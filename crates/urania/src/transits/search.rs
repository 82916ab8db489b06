use crate::angles::normalize_signed;
use crate::aspects::AspectKind;
use crate::bodies::Body;
use crate::cancel::CancelFlag;
use crate::ephemeris::provider::{fetch_one, fetch_series};
use crate::ephemeris::{PositionProvider, TimeWindow};
use crate::error::ChartError;
use crate::transits::refine::refine;
use crate::transits::sampler::{BracketScanner, Sample};
use crate::transits::types::{TransitHit, TransitQuery};
use log::{debug, trace};

/// Instants requested from the provider per round-trip.
pub const SAMPLE_BATCH_SIZE: usize = 256;

/// Minimum number of samples across a window.
const MIN_SAMPLES: usize = 3;

/// Times the passes of a moving body through exact aspect points.
pub struct TransitSearch<'p, P: PositionProvider + ?Sized> {
    provider: &'p P,
    cancel: CancelFlag,
}

impl<'p, P: PositionProvider + ?Sized> TransitSearch<'p, P> {
    pub fn new(provider: &'p P) -> Self {
        Self {
            provider,
            cancel: CancelFlag::new(),
        }
    }

    /// Observe `cancel` between batches and between brackets.
    pub fn with_cancel(mut self, cancel: CancelFlag) -> Self {
        self.cancel = cancel;
        self
    }

    /// Every local orb minimum within `query.max_orb`, in instant order.
    ///
    /// A body that stations can return to the same point several times in
    /// one window; each pass is its own hit. No hits is an empty list.
    pub fn find_hits(&self, query: &TransitQuery) -> Result<Vec<TransitHit>, ChartError> {
        query.validate()?;
        let grid = SampleGrid::new(&query.window, query.body.sample_step_days());
        let targets = query.targets();
        let scanners = self.scan(query, &grid, &targets)?;

        let mut hits = Vec::new();
        for (target, scanner) in targets.iter().copied().zip(scanners) {
            let brackets = scanner.into_brackets();
            debug!(
                "{} {} {:.4}: {} brackets in {} samples",
                query.body,
                query.aspect,
                target,
                brackets.len(),
                grid.len()
            );

            for bracket in &brackets {
                self.cancel.checkpoint()?;
                let refined = refine(bracket, |days| {
                    let instant = query.window.instant_at(days);
                    let pos = fetch_one(self.provider, query.body, instant)?;
                    Ok::<_, ChartError>(normalize_signed(pos.lon - target))
                })?;
                let instant = query.window.instant_at(refined.days);
                if instant < query.window.start || instant >= query.window.end {
                    continue;
                }
                let pos = fetch_one(self.provider, query.body, instant)?;
                let orb = normalize_signed(pos.lon - target).abs();
                trace!(
                    "bracket at day {:.4} refined to day {:.6}, orb {:.8}",
                    bracket.at.days,
                    refined.days,
                    orb
                );
                if orb <= query.max_orb {
                    hits.push(TransitHit {
                        instant,
                        orb,
                        transiting_longitude: pos.lon,
                        is_retrograde: pos.is_retrograde(),
                        target_longitude: target,
                        aspect: query.aspect,
                    });
                }
            }
        }
        hits.sort_by_key(|hit| hit.instant);
        debug!("{} {}: {} hits", query.body, query.aspect, hits.len());
        Ok(hits)
    }

    /// Sample the grid batch by batch, feeding one scanner per target.
    fn scan(
        &self,
        query: &TransitQuery,
        grid: &SampleGrid,
        targets: &[f64],
    ) -> Result<Vec<BracketScanner>, ChartError> {
        let mut scanners: Vec<BracketScanner> = targets
            .iter()
            .map(|_| BracketScanner::new(query.max_orb))
            .collect();
        let mut first = 0;
        while first < grid.len() {
            self.cancel.checkpoint()?;
            let last = (first + SAMPLE_BATCH_SIZE).min(grid.len());
            let offsets: Vec<f64> = (first..last).map(|i| grid.offset(i)).collect();
            let instants: Vec<_> = offsets.iter().map(|&d| query.window.instant_at(d)).collect();
            let positions = fetch_series(self.provider, query.body, &instants)?;
            for (&days, pos) in offsets.iter().zip(&positions) {
                for (scanner, target) in scanners.iter_mut().zip(targets) {
                    scanner.push(Sample::new(days, normalize_signed(pos.lon - target)));
                }
            }
            first = last;
        }
        Ok(scanners)
    }
}

/// Evenly spaced sample offsets in days over a window.
///
/// The grid covers the window start and end, plus one step before the
/// start and one after the end so that a minimum in the first or last
/// step still has a sample on each side. Offsets are computed on demand.
#[derive(Debug, Clone, Copy, PartialEq)]
pub struct SampleGrid {
    step: f64,
    span: f64,
    /// Whole steps from the start up to the end
    steps: usize,
    /// Whether the end falls between steps and needs its own sample
    ragged_end: bool,
}

impl SampleGrid {
    /// The step is shrunk when the window would otherwise hold fewer than
    /// three samples.
    pub fn new(window: &TimeWindow, step_days: f64) -> Self {
        let span = window.span_days();
        let step = step_days.min(span / (MIN_SAMPLES - 1) as f64);
        let steps = (span / step).floor() as usize;
        Self {
            step,
            span,
            steps,
            ragged_end: span - steps as f64 * step > 1e-9,
        }
    }

    pub fn step(&self) -> f64 {
        self.step
    }

    pub fn len(&self) -> usize {
        self.steps + 3 + usize::from(self.ragged_end)
    }

    /// A grid always holds at least five samples.
    pub fn is_empty(&self) -> bool {
        false
    }

    /// Offset of sample `index`; the first sample is one step before the
    /// window start.
    pub fn offset(&self, index: usize) -> f64 {
        let interior = self.steps + 1 + usize::from(self.ragged_end);
        match index {
            0 => -self.step,
            i if i <= self.steps + 1 => (i - 1) as f64 * self.step,
            i if i <= interior => self.span,
            _ => self.span + self.step,
        }
    }

    pub fn offsets(&self) -> impl Iterator<Item = f64> + '_ {
        (0..self.len()).map(move |i| self.offset(i))
    }
}

/// Exact-hit instants of `body` making `aspect` to `natal_longitude`
/// within `window`.
pub fn find_transit_hits<P: PositionProvider + ?Sized>(
    provider: &P,
    body: Body,
    aspect: AspectKind,
    natal_longitude: f64,
    window: TimeWindow,
    max_orb: f64,
) -> Result<Vec<TransitHit>, ChartError> {
    let query = TransitQuery::new(body, aspect, natal_longitude, window, max_orb);
    TransitSearch::new(provider).find_hits(&query)
}
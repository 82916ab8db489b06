//! Circle arithmetic on ecliptic longitudes.
//!
//! Every longitude that leaves this module is normalized to [0, 360).

/// Normalize degrees to [0, 360).
pub fn normalize_degrees(value: f64) -> f64 {
    let normalized = value.rem_euclid(360.0);
    // rem_euclid rounds tiny negative inputs up to exactly 360.0
    if normalized >= 360.0 {
        0.0
    } else {
        normalized
    }
}

/// Shortest angular distance between two longitudes, in [0, 180].
///
/// Computed from `|lon1 - lon2|` so that swapping the arguments gives a
/// bit-identical result.
pub fn angular_distance(lon1: f64, lon2: f64) -> f64 {
    let diff = (lon1 - lon2).abs() % 360.0;
    if diff > 180.0 {
        360.0 - diff
    } else {
        diff
    }
}

/// Normalize an angle to [-180, 180).
pub fn normalize_signed(value: f64) -> f64 {
    let shifted = normalize_degrees(value + 180.0) - 180.0;
    if shifted >= 180.0 {
        -180.0
    } else {
        shifted
    }
}

/// Signed shortest rotation from `from` to `to`, in [-180, 180).
///
/// Positive when `to` lies ahead of `from` in zodiacal order.
pub fn signed_delta(from: f64, to: f64) -> f64 {
    normalize_signed(to - from)
}

/// Forward (zodiacal) arc from `start` to `end`, in [0, 360).
pub fn arc_forward(start: f64, end: f64) -> f64 {
    normalize_degrees(end - start)
}

/// Whether `lon` lies in the half-open forward arc `[start, end)`.
///
/// An arc whose end is numerically below its start wraps through 0°.
/// A zero-width arc contains nothing.
pub fn in_forward_arc(lon: f64, start: f64, end: f64) -> bool {
    let lon = normalize_degrees(lon);
    let start = normalize_degrees(start);
    let end = normalize_degrees(end);
    if start < end {
        lon >= start && lon < end
    } else if start > end {
        lon >= start || lon < end
    } else {
        false
    }
}

#[cfg(test)]
mod tests {
    use super::*;

    #[test]
    fn normalize_covers_any_real() {
        for value in [
            -1e-18, -0.0, 0.0, 359.999_999, 360.0, 720.5, -30.0, -725.25, 1e9, -1e9,
        ] {
            let n = normalize_degrees(value);
            assert!((0.0..360.0).contains(&n), "{} -> {}", value, n);
        }
        assert_eq!(normalize_degrees(-30.0), 330.0);
        assert_eq!(normalize_degrees(725.0), 5.0);
    }

    #[test]
    fn distance_symmetric_and_bounded() {
        let samples = [0.0, 10.0, 179.5, 180.0, 190.0, 359.9, 725.0, -40.0];
        for &a in &samples {
            for &b in &samples {
                let d = angular_distance(a, b);
                assert_eq!(d, angular_distance(b, a));
                assert!((0.0..=180.0).contains(&d), "{} {} -> {}", a, b, d);
            }
        }
        assert!((angular_distance(355.0, 5.0) - 10.0).abs() < 1e-12);
    }

    #[test]
    fn signed_delta_wraps() {
        assert!((signed_delta(350.0, 10.0) - 20.0).abs() < 1e-12);
        assert!((signed_delta(10.0, 350.0) + 20.0).abs() < 1e-12);
        assert_eq!(signed_delta(0.0, 180.0), -180.0);
    }

    #[test]
    fn forward_arc_membership() {
        assert!(in_forward_arc(45.0, 30.0, 60.0));
        assert!(!in_forward_arc(60.0, 30.0, 60.0));
        assert!(in_forward_arc(355.0, 330.0, 10.0));
        assert!(in_forward_arc(5.0, 330.0, 10.0));
        assert!(!in_forward_arc(20.0, 330.0, 10.0));
        assert!(!in_forward_arc(20.0, 20.0, 20.0));
    }
}
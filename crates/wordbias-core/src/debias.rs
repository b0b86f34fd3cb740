// ─────────────────────────────────────────────────────────────────────
// Word-Bias Kernel — Neutralize & Equalize
// ─────────────────────────────────────────────────────────────────────
//! Hard-debias mutations (Bolukbasi et al. 2016).
//!
//! - **Neutralize**: remove the direction component from neutral words.
//! - **Equalize**: make each equality set symmetric about the direction,
//!   so every neutral word is equidistant from its members.
//!
//! Both validate their input before touching the store and finish with a
//! global re-normalization.

use std::collections::HashSet;

use wordbias_types::{AuditConfig, BiasError, BiasResult, EqualizeRecord};

use crate::direction::BiasDirection;
use crate::store::EmbeddingStore;
use crate::vector_ops::{dot, l2_norm, mean, normalize, project, project_reject, reject};

/// Progress hook invoked with `(done, total)` while mutating.
pub type ProgressCallback<'a> = &'a dyn Fn(usize, usize);

/// Relative norm below which a rejection counts as zero.
const REJECTION_EPS: f64 = 1e-10;

/// Applies neutralize/equalize for one direction.
pub struct Debiaser<'a> {
    direction: &'a BiasDirection,
    radicand_tolerance: f64,
    verbose: bool,
}

impl<'a> Debiaser<'a> {
    pub fn new(direction: &'a BiasDirection, config: &AuditConfig) -> Self {
        Self {
            direction,
            radicand_tolerance: config.radicand_tolerance,
            verbose: config.verbose,
        }
    }

    /// Replace each word's vector by its rejection from the direction,
    /// then re-normalize the whole store.
    ///
    /// Returns the number of neutralized words. Repeated words are
    /// processed once.
    pub fn neutralize<S, W>(
        &self,
        store: &mut S,
        words: &[W],
        progress: Option<ProgressCallback<'_>>,
    ) -> BiasResult<usize>
    where
        S: EmbeddingStore + ?Sized,
        W: AsRef<str>,
    {
        let d = self.direction.as_slice();
        let mut seen = HashSet::new();
        let mut updates = Vec::with_capacity(words.len());
        for word in words.iter().map(AsRef::as_ref) {
            if !seen.insert(word) {
                continue;
            }
            let vector = store.get(word)?;
            let rejected = reject(vector, d);
            if l2_norm(&rejected) <= REJECTION_EPS * l2_norm(vector) {
                return Err(BiasError::NumericalInstability(format!(
                    "{word:?} lies on the bias direction; its rejection has zero length"
                )));
            }
            updates.push((word, rejected));
        }
        check_renormalizable(&*store)?;

        let total = updates.len();
        log::debug!("Neutralize {total} words...");
        for (done, (word, rejected)) in updates.into_iter().enumerate() {
            store.set(word, rejected)?;
            if let Some(report) = progress {
                report(done + 1, total);
            }
        }
        store.renormalize_all()?;
        Ok(total)
    }

    /// Equalize every set about the direction, then re-normalize the
    /// whole store.
    ///
    /// Sets are processed in order, each computed in full before being
    /// written back. Every set needs at least two tokens.
    pub fn equalize<S, W>(
        &self,
        store: &mut S,
        equality_sets: &[Vec<W>],
        progress: Option<ProgressCallback<'_>>,
    ) -> BiasResult<Vec<EqualizeRecord>>
    where
        S: EmbeddingStore + ?Sized,
        W: AsRef<str>,
    {
        validate_sets(&*store, equality_sets)?;
        check_renormalizable(&*store)?;

        let d = self.direction.as_slice();
        let total = equality_sets.len();
        log::debug!("Equalize {total} sets...");

        let mut records = Vec::new();
        for (index, set) in equality_sets.iter().enumerate() {
            let vectors = set
                .iter()
                .map(|w| normalize(store.get(w.as_ref())?))
                .collect::<BiasResult<Vec<_>>>()?;
            let center = mean(&vectors).ok_or_else(|| {
                BiasError::InvalidConfiguration("empty equality set".to_string())
            })?;
            let (projected_center, rejected_center) = project_reject(&center, d);
            let scaling = self.scaling(&rejected_center)?;

            let mut equalized = Vec::with_capacity(vectors.len());
            for (word, vector) in set.iter().zip(&vectors) {
                let offset: Vec<f64> = project(vector, d)
                    .iter()
                    .zip(&projected_center)
                    .map(|(p, c)| p - c)
                    .collect();
                let projected_part = normalize(&offset).map_err(|_| {
                    BiasError::NumericalInstability(format!(
                        "{:?} has the same bias projection as its equality set center",
                        word.as_ref()
                    ))
                })?;
                let new_vector: Vec<f64> = rejected_center
                    .iter()
                    .zip(&projected_part)
                    .map(|(r, p)| r + scaling * p)
                    .collect();

                records.push(EqualizeRecord {
                    equality_set_index: index,
                    word: word.as_ref().to_string(),
                    scaling,
                    projected_scalar: dot(vector, d),
                    equalized_projected_scalar: dot(&new_vector, d),
                });
                equalized.push((word.as_ref(), new_vector));
            }

            for (word, new_vector) in equalized {
                store.set(word, new_vector)?;
            }
            if let Some(report) = progress {
                report(index + 1, total);
            }
        }

        if self.verbose {
            log::info!("Equalize Words Data (all equal for 1-dim bias space (direction)):");
            log::info!(
                "{:>5}  {:<20} {:>10} {:>18} {:>28}",
                "set",
                "word",
                "scaling",
                "projected_scalar",
                "equalized_projected_scalar"
            );
            for r in &records {
                log::info!(
                    "{:>5}  {:<20} {:>10.6} {:>18.6} {:>28.6}",
                    r.equality_set_index,
                    r.word,
                    r.scaling,
                    r.projected_scalar,
                    r.equalized_projected_scalar
                );
            }
        }

        store.renormalize_all()?;
        Ok(records)
    }

    /// `sqrt(1 - ‖rejected_center‖²)`, clamping round-off overshoot.
    fn scaling(&self, rejected_center: &[f64]) -> BiasResult<f64> {
        let radicand = 1.0 - dot(rejected_center, rejected_center);
        if radicand >= 0.0 {
            return Ok(radicand.sqrt());
        }
        if radicand >= -self.radicand_tolerance {
            log::warn!("equalize radicand {radicand:e} clamped to zero");
            return Ok(0.0);
        }
        Err(BiasError::NumericalInstability(format!(
            "equalize radicand is negative: {radicand:e}"
        )))
    }
}
// ─────────────────────────────────────────────────────────────────────
// Word-Bias Kernel — Method Selection and Session Lifecycle
// ─────────────────────────────────────────────────────────────────────

use std::fmt;
use std::str::FromStr;

use serde::{Deserialize, Serialize};

use crate::error::BiasError;

/// How the bias direction is derived from definitional words.
#[derive(Debug, Clone, Copy, PartialEq, Eq, Hash, Default, Serialize, Deserialize)]
#[serde(rename_all = "lowercase")]
pub enum DirectionMethod {
    /// Difference of one normalized word pair.
    Single,
    /// Difference of two normalized group sums.
    Sum,
    /// First principal component of centered definitional pairs.
    #[default]
    Pca,
}

impl DirectionMethod {
    pub const ALL: [DirectionMethod; 3] = [Self::Single, Self::Sum, Self::Pca];

    pub fn as_str(&self) -> &'static str {
        match self {
            Self::Single => "single",
            Self::Sum => "sum",
            Self::Pca => "pca",
        }
    }
}

impl fmt::Display for DirectionMethod {
    fn fmt(&self, f: &mut fmt::Formatter<'_>) -> fmt::Result {
        f.write_str(self.as_str())
    }
}

impl FromStr for DirectionMethod {
    type Err = BiasError;

    fn from_str(s: &str) -> Result<Self, Self::Err> {
        Self::ALL
            .into_iter()
            .find(|m| m.as_str() == s)
            .ok_or_else(|| {
                BiasError::InvalidConfiguration(format!(
                    "direction method should be one of [single, sum, pca], {s:?} was given"
                ))
            })
    }
}

/// Debiasing strategy.
#[derive(Debug, Clone, Copy, PartialEq, Eq, Hash, Default, Serialize, Deserialize)]
#[serde(rename_all = "lowercase")]
pub enum DebiasMethod {
    /// Strip the direction component from neutral words.
    Neutralize,
    /// Neutralize, then equalize the equality sets.
    #[default]
    Hard,
    /// Declared for API completeness; always rejected as unsupported.
    Soft,
}

impl DebiasMethod {
    pub const ALL: [DebiasMethod; 3] = [Self::Neutralize, Self::Hard, Self::Soft];

    pub fn as_str(&self) -> &'static str {
        match self {
            Self::Neutralize => "neutralize",
            Self::Hard => "hard",
            Self::Soft => "soft",
        }
    }
}

impl fmt::Display for DebiasMethod {
    fn fmt(&self, f: &mut fmt::Formatter<'_>) -> fmt::Result {
        f.write_str(self.as_str())
    }
}

impl FromStr for DebiasMethod {
    type Err = BiasError;

    fn from_str(s: &str) -> Result<Self, Self::Err> {
        Self::ALL
            .into_iter()
            .find(|m| m.as_str() == s)
            .ok_or_else(|| {
                BiasError::InvalidConfiguration(format!(
                    "debias method should be one of [neutralize, hard, soft], {s:?} was given"
                ))
            })
    }
}

/// Lifecycle of one auditing session over one embedding store.
#[derive(Debug, Clone, Copy, PartialEq, Eq, Default, Serialize, Deserialize)]
pub enum SessionState {
    #[default]
    Uninitialized,
    DirectionIdentified,
    Neutralized,
    Equalized,
    HardDebiased,
}

impl SessionState {
    pub fn has_direction(&self) -> bool {
        !matches!(self, Self::Uninitialized)
    }
}

#[cfg(test)]
mod tests {
    use super::*;

    #[test]
    fn test_parse_direction_methods() {
        assert_eq!("pca".parse::<DirectionMethod>().unwrap(), DirectionMethod::Pca);
        assert_eq!(
            "single".parse::<DirectionMethod>().unwrap(),
            DirectionMethod::Single
        );
        assert!(matches!(
            "svd".parse::<DirectionMethod>(),
            Err(BiasError::InvalidConfiguration(_))
        ));
    }

    #[test]
    fn test_parse_debias_methods() {
        for m in DebiasMethod::ALL {
            assert_eq!(m.as_str().parse::<DebiasMethod>().unwrap(), m);
        }
        assert!("HARD".parse::<DebiasMethod>().is_err());
    }

    #[test]
    fn test_defaults() {
        assert_eq!(DirectionMethod::default(), DirectionMethod::Pca);
        assert_eq!(DebiasMethod::default(), DebiasMethod::Hard);
        assert!(!SessionState::default().has_direction());
        assert!(SessionState::Neutralized.has_direction());
    }

    #[test]
    fn test_serde_lowercase() {
        let json = serde_json::to_string(&DebiasMethod::Neutralize).unwrap();
        assert_eq!(json, "\"neutralize\"");
        let m: DirectionMethod = serde_json::from_str("\"sum\"").unwrap();
        assert_eq!(m, DirectionMethod::Sum);
    }
}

⁂

**Work instructions**
Within the material above, copy exactly the lines from the line that holds "assert!((angular_distance(355.0, 5.0) - 10.0).abs()" up to and including the line that holds "repository b0b86f34fd3cb740".

**Answer to this task**
        assert!((angular_distance(355.0, 5.0) - 10.0).abs() < 1e-12);
    }

    #[test]
    fn signed_delta_wraps() {
        assert!((signed_delta(350.0, 10.0) - 20.0).abs() < 1e-12);
        assert!((signed_delta(10.0, 350.0) + 20.0).abs() < 1e-12);
        assert_eq!(signed_delta(0.0, 180.0), -180.0);
    }

    #[test]
    fn forward_arc_membership() {
        assert!(in_forward_arc(45.0, 30.0, 60.0));
        assert!(!in_forward_arc(60.0, 30.0, 60.0));
        assert!(in_forward_arc(355.0, 330.0, 10.0));
        assert!(in_forward_arc(5.0, 330.0, 10.0));
        assert!(!in_forward_arc(20.0, 330.0, 10.0));
        assert!(!in_forward_arc(20.0, 20.0, 20.0));
    }
}
filename crates/wordbias-core/src/debias.rs
repository b0b86f34fd3cb740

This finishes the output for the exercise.